My tongue is almost completely numb with anaesthetic, but I have mild shooting pins and needles and I am convinced I can feel arterial blood spurting onto my tongue. The assistant passes some gauze and it is packed against my bleeding gum. "That came out easily" she says, and indeed it did.

The dentist pulls out the top two first and then moves on to the bottom teeth, which he says are usually more difficult. He has approximately ten million years of experience (he's been my dentist my whole life), and as it turns out, he is right. 

The first of the lower teeth comes out easily enough, but the final tooth clings to the lower jaw and does not want to leave. Blood begins to pool in the back of my mouth - so much that the assistant has to switch the suction device to a larger one - as he cuts, pulls, wiggles, drills and taps at the tooth and gum. I request to spit, but he tells me that I can't spit straight and that I should just breathe through my nose and let the assistant suction out the blood. I tell him that I can feel him moving the tooth around, and start freaking out that I'll feel the excruciating pain of the nerve being torn when the tooth finally lets go. He tells me to "hang in there" because it's nearly over.

And finally, it is over. I'm allowed to sit up, and start drooling blood into an emesis bag that my boyfriend thoughtfully brought along. The dentist was right - with my tongue and lower lip completely numb, spitting is a challenge that for the moment is beyond me.

I am convinced that I am going to bite my giant, swollen lower lip. I am convinced that my face is distorted beyond recognition. I try to convey these thoughts to the dentist and my boyfriend, but they just laugh. They are mostly laughing at my speech - with my tongue and lip anaesthetised I am not particularly articulate. The dentist shows me a mirror so that I can see my completely normal-looking face.

Well ... normal apart from the blood around my mouth. And the blood in my teeth. And the blood that is coating my tongue. I mop it all up as best I can with tissues, and am sent on my way with scripts and recovery instructions.

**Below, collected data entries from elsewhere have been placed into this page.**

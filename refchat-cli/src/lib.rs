//! RefChat client: API calls, the chat window's optimistic message cache,
//! the session list and plain-text rendering.

pub mod api;
pub mod conversation;
pub mod render;
pub mod sidebar;

pub use api::{AssistantReply, ChatApi, ClientError, HttpChatApi, DEFAULT_SERVER};
pub use conversation::{ChatWindow, Completion, SendBlocked, SendState, SendTicket};
pub use sidebar::{Confirm, DeleteOutcome, SessionList, DELETE_PROMPT};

My sister leaves work early to pick us up. She wants me to talk so that she can laugh at my numb blabbering, but at the same time keeps freaking out at the blood that keeps appearing on my teeth. In the end she overcomes her squeamishness, and her and my boyfriend make fun of me for several hours until the anaesthetic wears off and I can speak normally again.

Recovery has been surprisingly uneventful. I can eat normal food, I can talk normally and I'm not in any significant pain. Much, much better than I'd expected.